The Appeal to the Upper Tribunal
6. The Secretary of State sought permission to appeal to the Upper Tribunal on the basis that the First-tier Tribunal had erred in law in its approach to the Regulations because the respondent had failed to substantiate that he was in a durable relationship with the EEA sponsor. The findings were wholly inadequate. The judge failed to have regard to section 117B of the 2002 Act and failed to identify any compelling or exceptional circumstances.
7. Permission to appeal was granted by First-tier Tribunal Judge Frankish on 12 January 2015 on the basis that it was arguable that the article 8 assessment comprised an error in fact and law and the finding of a genuine marriage was summarised in just four sentences with no analysis of the appellant's objections.
8. Thus, the appeal came before me
Discussion
9. Mr Kandola submitted that it is now clear that the judge misdirected himself in law by referring to a marriage rather than a durable relationship. This was not just a matter of form - the judge refers to the requirements of the Immigration Rules at paragraph 15 and then makes repeated references to a marriage. There is no reference to the evidential requirements for a durable relationship. There is a blatant and glaring error of law. A fresh hearing is required.

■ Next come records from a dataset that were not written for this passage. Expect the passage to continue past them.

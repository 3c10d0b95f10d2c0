//! SparseConvTensor dense conversion: from_dense, to_dense

use super::SparseConvTensor;
use crate::dtype::Element;
use crate::error::{Error, Result};
use crate::runtime::allocator::{alloc_vec, alloc_zeroed};
use crate::sparse::{CoordinateSet, RulebookCache};
use crate::tensor::{ChannelOrder, DenseTensor, FeatureMatrix, Shape};
use std::sync::Arc;

impl<T: Element> SparseConvTensor<T> {
    // =========================================================================
    // Dense Conversion
    // =========================================================================

    /// Create a sparse tensor from a dense array
    ///
    /// `dense` is `[B, *spatial, C]` for [`ChannelOrder::Last`] or
    /// `[B, C, *spatial]` for [`ChannelOrder::First`]. A site is active when
    /// any of its channels is nonzero. Active sites are numbered in
    /// row-major `(batch, spatial)` order.
    pub fn from_dense(dense: &DenseTensor<T>, order: ChannelOrder) -> Result<Self> {
        let owned;
        let last = match order {
            ChannelOrder::Last => {
                if dense.ndim() < 3 {
                    return Err(Error::invalid_argument(
                        "dense",
                        format!("expected [batch, *spatial, channels], got {:?}", dense.shape()),
                    ));
                }
                dense
            }
            ChannelOrder::First => {
                owned = dense.swap_channel_order(ChannelOrder::First)?;
                &owned
            }
        };

        let shape = last.shape();
        let ndim = shape.len() - 2;
        let batch_size = shape[0];
        let channels = shape[ndim + 1];
        let spatial: Shape = shape[1..=ndim].iter().copied().collect();
        let volume = spatial.volume();
        let strides = spatial.strides();

        let span = tracing::debug_span!("from_dense", order = order.name(), batch_size, channels);
        let _guard = span.enter();

        let data = last.as_slice();
        let cells = batch_size * volume;
        let active = (0..cells)
            .filter(|&cell| {
                data[cell * channels..(cell + 1) * channels]
                    .iter()
                    .any(|v| v.to_f64() != 0.0)
            })
            .count();

        let mut indices = alloc_vec(active * (ndim + 1))?;
        let mut features = alloc_vec(active * channels)?;
        for cell in 0..cells {
            let row = &data[cell * channels..(cell + 1) * channels];
            if !row.iter().any(|v| v.to_f64() != 0.0) {
                continue;
            }
            let (b, mut rem) = (cell / volume.max(1), cell % volume.max(1));
            indices.push(b as i32);
            for &stride in strides.iter() {
                indices.push((rem / stride) as i32);
                rem %= stride;
            }
            features.extend_from_slice(row);
        }

        tracing::debug!(active, cells, "dense array converted");
        let sites = CoordinateSet::new_unchecked(indices, spatial, batch_size)?;
        Self::from_parts(
            FeatureMatrix::from_vec(features, active, channels)?,
            Arc::new(sites),
            RulebookCache::new(),
        )
    }

    /// Scatter active-site features into a zero-filled dense array
    ///
    /// Returns `[B, *spatial, C]` for [`ChannelOrder::Last`] and
    /// `[B, C, *spatial]` for [`ChannelOrder::First`].
    ///
    /// # Errors
    ///
    /// `OutOfMemory` if the dense element count overflows or cannot be
    /// allocated.
    pub fn to_dense(&self, order: ChannelOrder) -> Result<DenseTensor<T>> {
        let channels = self.num_channels();
        let spatial = self.spatial_shape();
        let strides = spatial.strides();
        let volume = spatial.volume();
        let batch_size = self.batch_size();

        let mut shape = Shape::new();
        shape.push(batch_size);
        spatial.iter().for_each(|&d| shape.push(d));
        shape.push(channels);

        let len = batch_size
            .checked_mul(volume)
            .and_then(|cells| cells.checked_mul(channels))
            .ok_or(Error::OutOfMemory { size: usize::MAX })?;
        let mut data: Vec<T> = alloc_zeroed(len)?;
        // sites are unique, so every row lands in its own cell
        for (row, coord) in self.sites().iter().enumerate() {
            let mut cell = coord[0] as usize * volume;
            for (&c, &stride) in coord[1..].iter().zip(strides.iter()) {
                cell += c as usize * stride;
            }
            data[cell * channels..(cell + 1) * channels].copy_from_slice(self.features().row(row));
        }

        let dense = DenseTensor::from_vec(data, shape)?;
        match order {
            ChannelOrder::Last => Ok(dense),
            ChannelOrder::First => dense.swap_channel_order(ChannelOrder::Last),
        }
    }
}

10. Mr Mohammad conceded that the judge erred in writing the decision on the basis that the respondent and EEA sponsor were married but the respondent meets all of the requirements for a durable relationship in any event. It was a failure of form rather than substance. The judge examined the facts and tested the evidence. He misdirected himself factually but was entitled to find that the relationship was sound and genuine. The evidence supported the relationship. The supporting evidence was tested and founded a genuine relationship. Otherwise, Mr Mohammad was amenable to the suggestion that the matter should be remitted for a fresh hearing.
11. I find that the judge has made a material error of fact in concluding that the parties have been married since 2011. That error means that the judge could not have addressed his mind correctly to the requirements of the Regulations and amounts to a material error of law. The brief reference in paragraph 16 of the decision to the articles of the ECHR is wholly inadequate to form a basis for allowing the appeal under the Human Rights Act 1998. In any event, the decision as a whole is infected by the material error of fact.
12. Thus, the First-tier Tribunal's decision to allow the respondent's appeal under the Regulations and Article 8 involved the making of an error of law and its decision cannot stand.
Decision
13. Both representatives invited me to order a rehearing in the First-tier Tribunal if I set aside the judge's decision. Bearing in mind paragraph 7.2 of the Senior President's Practice Statements I consider that an appropriate course of action. I find that the errors of law infect the decision as a whole and therefore the re-hearing will be de novo with all issues to be considered again by the First-tier Tribunal.
14. Consequently, I set aside the decision of the First-tier Tribunal. I order the appeal to be heard again in the First-Tier Tribunal to be determined de novo by a judge other than the previous First-tier judge.